Federal sequestration payment reductions

Payment reduction applies to final payment amount

Payment adjustments required under sequestration are applied to all claims after determining the Medicare payment including application of the current fee schedule, coinsurance, any applicable deductible, and any applicable Medicare secondary payment adjustments. All fee schedules, pricers, etc., are unchanged by sequestration; it’s only the final payment amount that is reduced.

Payment reduction reason code for ERA and SPR

The 2% payment reduction under sequestration is identified on the electronic remittance advice (ERA) and the standard paper remittance (SPR) using claim adjustment reason code (CARC) 253 - Sequestration-reduction in federal payment.

Payment reduction reporting on remittance advice

For institutional Part A claims, the adjustment is reported on the remittance advice at the claim level. For Part B physician/practitioner, supplier, and institutional provider outpatient claims, the adjustment is reported at the line level.

Payment reductions calculated on the claims

The reduction is taken from the calculated payment amount, after the approved amount is determined and the deductible and coinsurance are applied.

Example: A provider bills a service with an approved amount of $100, and $50 is applied to the deductible. A balance of $50 remains. We normally would pay 80% of the approved amount after the deductible is met, which is $40 ($50 x 80% = $40). 

The patient is responsible for the remaining 20% coinsurance amount of $10 ($50 - $40 = $10). However, due to the sequestration reduction, 2% of the $40 calculated payment amount is not paid, resulting in a payment of $39.20 instead of $40 ($40 x .02 = $.80).

Unassigned claims processing under sequestration

Though beneficiary payments toward deductibles and coinsurance are not subject to the 2% payment reduction, Medicare’s payment to beneficiaries for unassigned claims is subject to the 2% reduction. The non-participating physician who bills on an unassigned basis collects his/her full payment from the beneficiary, and Medicare reimburses the beneficiary the Medicare portion (e.g., 80% of the reduced fee schedule amount). 

Note: The “reduced fee schedule” refers to the fact that Medicare’s approved amount for claims from non-participating physicians/practitioners is 95% of the full fee schedule amount). This reimbursed amount to the beneficiary would be subject to the 2% sequester reduction just like payments to physicians on assigned claims. Both are claims payments, but to different parties. If the limiting charge applies to the service rendered, providers cannot collect more than the limiting charge amount from the beneficiary.

Example: A non-participating provider bills an unassigned claim for a service with a limiting charge of $109.25. The beneficiary remains responsible to the provider for this full amount. However, sequestration affects how much Medicare reimburses the beneficiary. The non-participating fee schedule approved amount is $95, and $50 is applied to the deductible. A balance of $45 remains. Medicare normally would reimburse the beneficiary for 80% of the approved amount after the deductible is met, which is $36 ($45 x 80% = $36). However, due to the sequestration reduction, 2% of the $36 calculated payment amount is not paid to the beneficiary, resulting in a payment of $35.28 instead of $36 ($36 x .02 = $.72). 

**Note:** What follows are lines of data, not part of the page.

/// Parse a formula string into an AST
///
/// # Example
/// ```rust
/// use sheetflow_formula::{parse_formula, Locale};
///
/// let ast = parse_formula("=1+2", &Locale::PERIOD_DECIMAL).unwrap();
/// let ast = parse_formula("=SUM(A1:A10)", &Locale::PERIOD_DECIMAL).unwrap();
/// let ast = parse_formula("=SUM(A1;1,5)", &Locale::COMMA_DECIMAL).unwrap();
/// ```
pub fn parse_formula(formula: &str, locale: &Locale) -> FormulaResult<FormulaExpr> {
    let formula = formula.trim();

    let body = formula
        .strip_prefix('=')
        .ok_or_else(|| FormulaError::Parse("Formula must start with '='".into()))?;

    let mut parser = FormulaParser::new(body, *locale);
    let expr = parser.parse_expression()?;

    parser.skip_whitespace();
    if !parser.is_at_end() {
        return Err(FormulaError::Parse(format!(
            "Unexpected characters after expression: '{}'",
            &parser.input[parser.pos..]
        )));
    }

    Ok(expr)
}

/// Token types
#[derive(Debug, Clone, PartialEq)]
enum Token {
    // Literals
    Number(f64),
    Text(String),
    Boolean(bool),
    Error(CellError),

    // Identifiers and references
    Identifier(String), // Function name
    CellRef(String),    // Cell reference like A1, $A$1
    SheetRef(String),   // Sheet qualifier like Sheet1! or 'My Sheet'!

    // Operators
    Plus,
    Minus,
    Star,
    Slash,
    Caret,
    Percent,
    Ampersand,
    Equal,
    NotEqual,
    LessThan,
    LessEqual,
    GreaterThan,
    GreaterEqual,
    Colon,

    /// Locale-dependent argument separator
    ArgSep,

    // Delimiters
    LeftParen,
    RightParen,

    /// A character the tokenizer does not recognize
    Unknown(char),

    // End of input
    Eof,
}

/// Formula parser
struct FormulaParser<'a> {
    input: &'a str,
    pos: usize,
    locale: Locale,
    current_token: Option<Token>,
}
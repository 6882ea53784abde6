//! Formula error types

use thiserror::Error;

/// Result type for formula operations
pub type FormulaResult<T> = std::result::Result<T, FormulaError>;

/// Errors that can occur during formula parsing or evaluation
#[derive(Debug, Error)]
pub enum FormulaError {
    /// Formula parse error
    #[error("Parse error: {0}")]
    Parse(String),

    /// Unknown function name (the function set is closed)
    #[error("Unknown function: {0}")]
    UnknownFunction(String),

    /// Wrong number of arguments
    #[error("Wrong number of arguments for {function}: expected {expected}, got {actual}")]
    ArgumentCount {
        function: &'static str,
        expected: String,
        actual: usize,
    },

    /// Formula evaluation error
    #[error("Evaluation error: {0}")]
    Evaluation(String),

    /// Reference to an invalid cell or sheet
    #[error("Invalid reference: {0}")]
    InvalidReference(String),
}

We encourage physicians, practitioners, and suppliers who bill unassigned claims to discuss with their Medicare patients the impact of the sequestration reductions to Medicare payments.

Reduction based on the date of service or date of discharge

In general, Medicare FFS claims with dates-of-service or dates-of-discharge on or after April 1, 2013, will incur a 2% reduction in Medicare payment. Claims for durable medical equipment (DME), prosthetics, orthotics, and supplies, including claims under the DME competitive bidding program, will be reduced by 2% based upon whether the date-of-service, or the start date for rental equipment or multi-day supplies, is on or after April 1, 2013.

DME capped rental period payments

Any claims for rental payments with a "FROM" date of service on or after April 1, 2013, will be subject to the 2% reduction, regardless of when the rental period began. For example, if a capped rental wheelchair was provided in February 2013, the monthly rental payment for May 2013 would be subject to the 2% sequestration reduction. The initial and subsequent monthly rental payments billed with a "FROM" date of service beginning on or prior to March 31, 2013, would not be affected by the 2% reduction.

Effective date for the 2% reduction to Medicare fee-for-service claim payments

The sequestration order covers all payments for services with dates of service or dates of discharge (or a start date for rental equipment or multi-day supplies) on or after April 1, 2013. 

Drugs are not excluded from the 2% reduction

All fee-for-service Medicare claim payments are subject to the 2% reduction. There are no exemptions provided in the law for drugs or any other health care item or service provided under the fee-for-service program.